1) When did you start skiing? Do you remember when you decided that you wanted to compete and take it more seriously?

I skied when I was little, about 3 until 9 years old. Then I played around with snowboarding a little bit but my main focus after that was aggressive inline rollerblading. I competed in park until I was about 14 when I took a break from doing it professionally. When I was 16, I tried skiing for the first time in years and something clicked! I really enjoyed it and caught on pretty quick because of my background in inline skating. I decided to move out to Whistler after high school and the fall semester of college to see what I could do on skis… and then it all took off from there. Once I got into the groove I wanted to start competing, it’s something I’ve always liked. The challenge, the adrenaline, the focus it takes…. all very appealing to me.

2) What is it about freeski that appeals to you and that you love so much?

I like the freedom it gives me. On the hill, I can do (almost) whatever I want. In the air, I can try whatever I feel. And the lifestyle and travel opportunities it has given me have been amazing. 

3) Last January, slopestyle skiing made its Olympic debut at the Sochi 2014 Olympic Winter Games, how much has that impacted the sport and for women more specifically?

It’s hard to say yet how it impacted the sport. I think it’s made it more known, for sure. It’s great to see our sport grow into more mainstream culture. And I think the spirit of free skiing is still there, it’s freestyle core, so all in all I think it was a good thing! 

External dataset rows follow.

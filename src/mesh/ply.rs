//! PLY (`.ply`). Reads ASCII and binary through `ply-rs`, writes ASCII.

use std::io::{self, Cursor, Write};
use std::path::Path;

use ply_rs::parser::Parser;
use ply_rs::ply::{DefaultElement, Property};

use super::Mesh;
use crate::error::MeshError;

pub fn parse(path: &Path, bytes: &[u8]) -> Result<Mesh, MeshError> {
    let mut reader = Cursor::new(bytes);
    let parser = Parser::<DefaultElement>::new();
    let ply = parser
        .read_ply(&mut reader)
        .map_err(|e| MeshError::unreadable(path, e))?;

    let vertices = ply
        .payload
        .get("vertex")
        .ok_or_else(|| MeshError::unreadable(path, "no vertex element"))?;
    let mut points = Vec::with_capacity(vertices.len());
    for v in vertices {
        let coord = |name: &str| {
            float_property(v, name)
                .ok_or_else(|| MeshError::unreadable(path, format!("vertex missing {name}")))
        };
        points.push([coord("x")?, coord("y")?, coord("z")?]);
    }

    let mut cells = Vec::new();
    if let Some(faces) = ply.payload.get("face") {
        for f in faces {
            let cell = list_property(f, "vertex_indices")
                .or_else(|| list_property(f, "vertex_index"))
                .ok_or_else(|| MeshError::unreadable(path, "face missing vertex_indices"))?;
            cells.push(cell);
        }
    }
    Ok(Mesh { points, cells })
}

fn float_property(element: &DefaultElement, name: &str) -> Option<f64> {
    match element.get(name)? {
        Property::Float(v) => Some(*v as f64),
        Property::Double(v) => Some(*v),
        Property::Int(v) => Some(*v as f64),
        Property::UInt(v) => Some(*v as f64),
        Property::Short(v) => Some(*v as f64),
        Property::UShort(v) => Some(*v as f64),
        Property::Char(v) => Some(*v as f64),
        Property::UChar(v) => Some(*v as f64),
        _ => None,
    }
}

fn list_property(element: &DefaultElement, name: &str) -> Option<Vec<usize>> {
    fn to_indices<T: Copy + TryInto<usize>>(v: &[T]) -> Option<Vec<usize>> {
        v.iter().map(|&x| x.try_into().ok()).collect()
    }
    match element.get(name)? {
        Property::ListInt(v) => to_indices(v),
        Property::ListUInt(v) => to_indices(v),
        Property::ListShort(v) => to_indices(v),
        Property::ListUShort(v) => to_indices(v),
        Property::ListChar(v) => to_indices(v),
        Property::ListUChar(v) => to_indices(v),
        _ => None,
    }
}

pub fn write<W: Write>(w: &mut W, mesh: &Mesh) -> io::Result<()> {
    writeln!(w, "ply")?;
    writeln!(w, "format ascii 1.0")?;
    writeln!(w, "comment written by {}", env!("CARGO_PKG_NAME"))?;
    writeln!(w, "element vertex {}", mesh.points.len())?;
    writeln!(w, "property double x")?;
    writeln!(w, "property double y")?;
    writeln!(w, "property double z")?;
    writeln!(w, "element face {}", mesh.cells.len())?;
    writeln!(w, "property list uchar int vertex_indices")?;
    writeln!(w, "end_header")?;
    for p in &mesh.points {
        writeln!(w, "{} {} {}", p[0], p[1], p[2])?;
    }
    for c in &mesh.cells {
        write!(w, "{}", c.len())?;
        for i in c {
            write!(w, " {i}")?;
        }
        writeln!(w)?;
    }
    w.flush()
}

#[cfg(test)]
mod tests {
    use super::*;

    #[test]
    fn reads_ascii_triangle() {
        let text = "ply\nformat ascii 1.0\nelement vertex 3\nproperty float x\nproperty float y\nproperty float z\nelement face 1\nproperty list uchar int vertex_indices\nend_header\n0 0 0\n1 0 0\n0 1 0\n3 0 1 2\n";
        let mesh = parse(Path::new("t.ply"), text.as_bytes()).unwrap();
        assert_eq!(mesh.points[1], [1.0, 0.0, 0.0]);
        assert_eq!(mesh.cells, vec![vec![0, 1, 2]]);
    }

    #[test]
    fn garbage_is_unreadable() {
        assert!(matches!(
            parse(Path::new("g.ply"), b"\x00\x01not a ply"),
            Err(MeshError::Unreadable { .. })
        ));
    }
}
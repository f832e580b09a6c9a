//! Forward-looking records: installment loans and savings goals.

use rust_decimal::prelude::ToPrimitive;
use serde::{Deserialize, Serialize};

use super::date::SheetDate;
use super::money::Money;

/// A recurring installment (EMI) against a loan.
#[derive(Debug, Clone, PartialEq, Serialize, Deserialize)]
pub struct Installment {
    pub name: String,
    pub recurring_amount: Money,
    pub next_due_date: SheetDate,
    /// Zero when the sheet had no total column.
    pub total_amount: Money,
    pub amount_paid: Money,
}

impl Installment {
    /// Fraction of the loan repaid. Undefined without a total.
    pub fn progress(&self) -> Option<f64> {
        self.amount_paid.ratio_of(self.total_amount)
    }

    pub fn outstanding(&self) -> Money {
        self.total_amount.saturating_sub(self.amount_paid)
    }

    /// Installments still to pay, rounding a partial final installment up.
    pub fn remaining_installments(&self) -> Option<u32> {
        if self.total_amount.is_zero() || self.recurring_amount.is_zero() {
            return None;
        }
        self.outstanding()
            .as_decimal()
            .checked_div(self.recurring_amount.as_decimal())?
            .ceil()
            .to_u32()
    }
}

/// A savings target with a deadline.
#[derive(Debug, Clone, PartialEq, Serialize, Deserialize)]
pub struct SavingsGoal {
    pub name: String,
    pub target_amount: Money,
    /// May exceed `target_amount`.
    pub current_amount: Money,
    pub deadline: SheetDate,
}

impl SavingsGoal {
    /// Not clamped: an overshoot reports a value above 1.0.
    pub fn progress(&self) -> Option<f64> {
        self.current_amount.ratio_of(self.target_amount)
    }

    pub fn shortfall(&self) -> Money {
        self.target_amount.saturating_sub(self.current_amount)
    }

    pub fn is_reached(&self) -> bool {
        !self.target_amount.is_zero() && self.current_amount >= self.target_amount
    }
}
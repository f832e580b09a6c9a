pub mod date;
pub mod money;
pub mod role;
pub mod schedule;
pub mod transaction;

pub use date::SheetDate;
pub use money::Money;
pub use role::{SheetRole, UnknownRole};
pub use schedule::{Installment, SavingsGoal};
pub use transaction::{Transaction, TransactionKind, DEFAULT_CATEGORY};
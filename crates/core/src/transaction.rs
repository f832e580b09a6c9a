use serde::{Deserialize, Serialize};
use std::fmt;

use super::date::SheetDate;
use super::money::Money;

pub const DEFAULT_CATEGORY: &str = "Uncategorized";

#[derive(Debug, Clone, Copy, PartialEq, Eq, Hash, Serialize, Deserialize)]
pub enum TransactionKind {
    Income,
    Expense,
}

// Whole words. Expense words are checked first, so "Credit Card Payment" and
// "Income Tax" are both expenses.
const EXPENSE_WORDS: &[&str] = &[
    "expense", "expenses", "debit", "dr", "withdrawal", "outflow", "out", "spent", "payment",
    "tax", "fee", "fees", "charge", "bill", "purchase",
];
const INCOME_WORDS: &[&str] = &[
    "income", "credit", "cr", "deposit", "inflow", "in", "received", "refund", "salary",
];

impl TransactionKind {
    /// Kind implied by a signed amount: negative is money out.
    pub fn from_sign(negative: bool) -> Self {
        if negative {
            TransactionKind::Expense
        } else {
            TransactionKind::Income
        }
    }

    /// Map a free-text type label ("Income", "DR", "Card payment") onto a kind.
    pub fn from_label(label: &str) -> Option<Self> {
        let label = label.trim().to_lowercase();
        match label.as_str() {
            "+" => return Some(TransactionKind::Income),
            "-" => return Some(TransactionKind::Expense),
            _ => {}
        }
        let words: Vec<&str> = label
            .split(|c: char| !c.is_alphanumeric())
            .filter(|w| !w.is_empty())
            .collect();
        let has_any = |set: &[&str]| words.iter().any(|w| set.iter().any(|s| s == w));
        if has_any(EXPENSE_WORDS) {
            Some(TransactionKind::Expense)
        } else if has_any(INCOME_WORDS) {
            Some(TransactionKind::Income)
        } else {
            None
        }
    }
}

impl fmt::Display for TransactionKind {
    fn fmt(&self, f: &mut fmt::Formatter<'_>) -> fmt::Result {
        match self {
            TransactionKind::Income => write!(f, "Income"),
            TransactionKind::Expense => write!(f, "Expense"),
        }
    }
}

/// One income or expense line read from a transactions sheet.
#[derive(Debug, Clone, PartialEq, Serialize, Deserialize)]
pub struct Transaction {
    pub date: SheetDate,
    pub description: String,
    pub category: String,
    pub amount: Money,
    pub kind: TransactionKind,
    /// The sheet's own type text when it had one, else the name of `kind`.
    pub kind_label: String,
    pub source: Option<String>,
}

impl Transaction {
    /// Signed view of the amount: expenses are negative.
    pub fn signed_cents(&self) -> i64 {
        match self.kind {
            TransactionKind::Income => self.amount.to_cents(),
            TransactionKind::Expense => -self.amount.to_cents(),
        }
    }
}
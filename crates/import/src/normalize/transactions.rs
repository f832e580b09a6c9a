use rust_decimal::Decimal;
use sheetwise_core::{Money, SheetDate, SheetRole, Transaction, TransactionKind};

use super::{fold_rows, RowReader, SheetOutcome, SkipReason, WarningKind};
use crate::config::NormalizerConfig;
use crate::decode;
use crate::grid::Sheet;
use crate::headers::Field;

/// Read a transactions sheet.
///
/// Date, description and amount are required. The amount is stored as a
/// magnitude; when no type column speaks for the row, its sign decides the
/// kind (negative is an expense).
pub fn normalize_transactions(sheet: &Sheet, config: &NormalizerConfig) -> SheetOutcome<Transaction> {
    let bindings = config
        .tokens(SheetRole::Transactions)
        .bind(sheet.headers(), config.binding);
    tracing::debug!(
        sheet = sheet.name(),
        bindings = ?bindings.describe(sheet.headers()),
        "transaction headers bound"
    );

    fold_rows(sheet, &bindings, |row| read_transaction(row, config))
}

fn read_transaction(row: &mut RowReader<'_>, config: &NormalizerConfig) -> Result<Transaction, SkipReason> {
    let date = transaction_date(row)?;
    let description = row.required_text(Field::Description)?;
    let signed = row.required_amount(Field::Amount)?;

    let category = row
        .optional_text(Field::Category)
        .unwrap_or_else(|| config.default_category.clone());
    let (kind, kind_label) = transaction_kind(row, signed);

    Ok(Transaction {
        date,
        description,
        category,
        amount: Money::from_decimal(signed),
        kind,
        kind_label,
        source: row.optional_text(Field::Source),
    })
}

/// Transaction dates are lenient: unparseable text passes through.
fn transaction_date(row: &mut RowReader<'_>) -> Result<SheetDate, SkipReason> {
    let cell = row
        .cell(Field::Date)
        .ok_or(SkipReason::MissingField { field: Field::Date })?;
    let date = decode::decode_date(cell).ok_or(SkipReason::MissingField { field: Field::Date })?;
    if let SheetDate::Unparsed(raw) = &date {
        row.warn(Field::Date, WarningKind::UnparsedDate { raw: raw.clone() });
    }
    Ok(date)
}

fn transaction_kind(row: &mut RowReader<'_>, signed: Decimal) -> (TransactionKind, String) {
    let by_sign = TransactionKind::from_sign(signed < Decimal::ZERO);
    match row.verbatim_text(Field::Kind) {
        Some(label) => {
            let kind = TransactionKind::from_label(&label).unwrap_or_else(|| {
                row.warn(Field::Kind, WarningKind::UnrecognizedKind { label: label.clone() });
                by_sign
            });
            (kind, label)
        }
        None => (by_sign, by_sign.to_string()),
    }
}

4) You’re currently ranked number 1 in the world by the Association of Freeskiing Professionals, what are some of your most memorable moments in your career thus far?

Most memorable moments that’s a tough one. So many really cool memories. I’ll give you some of my faves… landing my first switch 7! First try, I just thought I could do it and I went for it….. very cool feeling. I think that’s when it clicked that I could potentially take my skiing to the next level. Winning my first X Games! Cliche but always a dream of mine to compete at the X Games. World champs 2013 because it was a really crutch moment…. I was struggling all week and couldn’t wrap my head around anything, and I finally pulled myself together and landed my second run. Some of the best moments are when you’re really struggling and you dig deep and somehow find something within to pull you right into the light. 

5) You have a cool web series called “State of Mind”, where you share your life adventures with your fans. What are some of your favorite things to do when you’re not skiing?

I love arts, crafting. I like reading, hanging out with friends, trampolining, the beach, hiking.